▶ Instructions for the task
What lines of the data below hold the string "iter"? Copy each one out.

▶ Data under study
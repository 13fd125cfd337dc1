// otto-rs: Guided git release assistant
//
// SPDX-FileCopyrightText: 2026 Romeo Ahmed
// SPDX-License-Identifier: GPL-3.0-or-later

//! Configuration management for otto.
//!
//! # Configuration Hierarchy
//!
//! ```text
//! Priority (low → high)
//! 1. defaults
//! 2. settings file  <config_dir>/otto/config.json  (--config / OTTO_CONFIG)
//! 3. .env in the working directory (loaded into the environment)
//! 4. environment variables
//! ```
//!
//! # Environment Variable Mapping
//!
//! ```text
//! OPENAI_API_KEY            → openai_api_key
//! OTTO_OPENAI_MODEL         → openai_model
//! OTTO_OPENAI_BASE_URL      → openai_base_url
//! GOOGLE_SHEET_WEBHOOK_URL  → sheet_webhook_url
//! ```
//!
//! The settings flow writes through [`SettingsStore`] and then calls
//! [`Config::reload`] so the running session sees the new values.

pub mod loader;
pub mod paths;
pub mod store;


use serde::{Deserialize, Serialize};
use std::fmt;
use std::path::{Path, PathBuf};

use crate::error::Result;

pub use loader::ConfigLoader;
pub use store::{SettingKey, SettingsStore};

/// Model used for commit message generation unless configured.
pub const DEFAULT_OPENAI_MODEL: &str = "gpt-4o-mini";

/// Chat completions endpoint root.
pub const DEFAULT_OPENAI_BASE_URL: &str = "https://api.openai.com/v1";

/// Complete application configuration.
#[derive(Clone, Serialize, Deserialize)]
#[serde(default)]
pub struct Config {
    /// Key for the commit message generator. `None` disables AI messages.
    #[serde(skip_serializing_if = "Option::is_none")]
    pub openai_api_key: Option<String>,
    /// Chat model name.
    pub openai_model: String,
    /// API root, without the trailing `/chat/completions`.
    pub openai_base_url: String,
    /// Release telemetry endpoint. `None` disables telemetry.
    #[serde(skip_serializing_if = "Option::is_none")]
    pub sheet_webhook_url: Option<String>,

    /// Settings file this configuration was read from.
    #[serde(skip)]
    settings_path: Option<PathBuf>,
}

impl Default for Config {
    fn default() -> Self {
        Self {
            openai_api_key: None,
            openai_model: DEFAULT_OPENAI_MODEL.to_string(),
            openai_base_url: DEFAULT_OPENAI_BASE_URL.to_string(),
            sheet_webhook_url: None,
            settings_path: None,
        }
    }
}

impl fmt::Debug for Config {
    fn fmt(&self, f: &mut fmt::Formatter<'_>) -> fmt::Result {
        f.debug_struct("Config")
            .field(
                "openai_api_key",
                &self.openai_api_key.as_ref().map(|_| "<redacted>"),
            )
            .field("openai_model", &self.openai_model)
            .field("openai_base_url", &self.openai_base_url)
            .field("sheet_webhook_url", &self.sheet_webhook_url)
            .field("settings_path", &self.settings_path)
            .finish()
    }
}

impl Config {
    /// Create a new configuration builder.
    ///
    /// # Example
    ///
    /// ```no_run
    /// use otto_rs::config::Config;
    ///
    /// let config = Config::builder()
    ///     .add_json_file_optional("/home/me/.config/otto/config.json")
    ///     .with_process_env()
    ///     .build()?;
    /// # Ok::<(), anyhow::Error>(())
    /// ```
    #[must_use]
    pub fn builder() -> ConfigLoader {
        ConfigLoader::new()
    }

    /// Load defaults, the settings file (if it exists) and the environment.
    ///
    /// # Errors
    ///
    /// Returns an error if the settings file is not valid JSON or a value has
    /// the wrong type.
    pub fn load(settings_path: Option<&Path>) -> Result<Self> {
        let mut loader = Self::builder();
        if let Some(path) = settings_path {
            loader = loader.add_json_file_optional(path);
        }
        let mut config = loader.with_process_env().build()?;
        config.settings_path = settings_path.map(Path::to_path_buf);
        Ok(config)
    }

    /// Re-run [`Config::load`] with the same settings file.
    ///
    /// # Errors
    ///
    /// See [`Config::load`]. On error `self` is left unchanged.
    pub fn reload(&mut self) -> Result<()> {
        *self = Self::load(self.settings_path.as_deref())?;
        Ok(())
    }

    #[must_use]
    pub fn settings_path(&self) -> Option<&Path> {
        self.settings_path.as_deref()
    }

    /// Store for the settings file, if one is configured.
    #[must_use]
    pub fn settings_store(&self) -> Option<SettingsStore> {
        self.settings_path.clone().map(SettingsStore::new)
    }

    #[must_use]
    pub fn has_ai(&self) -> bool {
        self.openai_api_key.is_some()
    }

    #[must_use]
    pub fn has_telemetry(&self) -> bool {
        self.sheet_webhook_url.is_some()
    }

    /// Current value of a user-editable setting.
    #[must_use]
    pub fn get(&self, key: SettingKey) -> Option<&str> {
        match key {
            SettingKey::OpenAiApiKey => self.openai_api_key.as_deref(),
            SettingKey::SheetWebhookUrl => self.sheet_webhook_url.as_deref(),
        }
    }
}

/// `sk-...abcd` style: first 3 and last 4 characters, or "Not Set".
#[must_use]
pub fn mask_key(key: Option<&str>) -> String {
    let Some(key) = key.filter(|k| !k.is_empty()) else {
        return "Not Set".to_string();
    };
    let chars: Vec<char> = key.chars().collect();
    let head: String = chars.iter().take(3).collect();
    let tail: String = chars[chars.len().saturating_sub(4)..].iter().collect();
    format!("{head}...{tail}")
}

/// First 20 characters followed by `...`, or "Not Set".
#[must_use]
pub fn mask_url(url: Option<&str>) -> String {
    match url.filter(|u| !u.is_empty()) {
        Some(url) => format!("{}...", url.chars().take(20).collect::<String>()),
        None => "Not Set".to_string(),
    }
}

▶ Result
    let head: String = chars.iter().take(3).collect();
    let tail: String = chars[chars.len().saturating_sub(4)..].iter().collect();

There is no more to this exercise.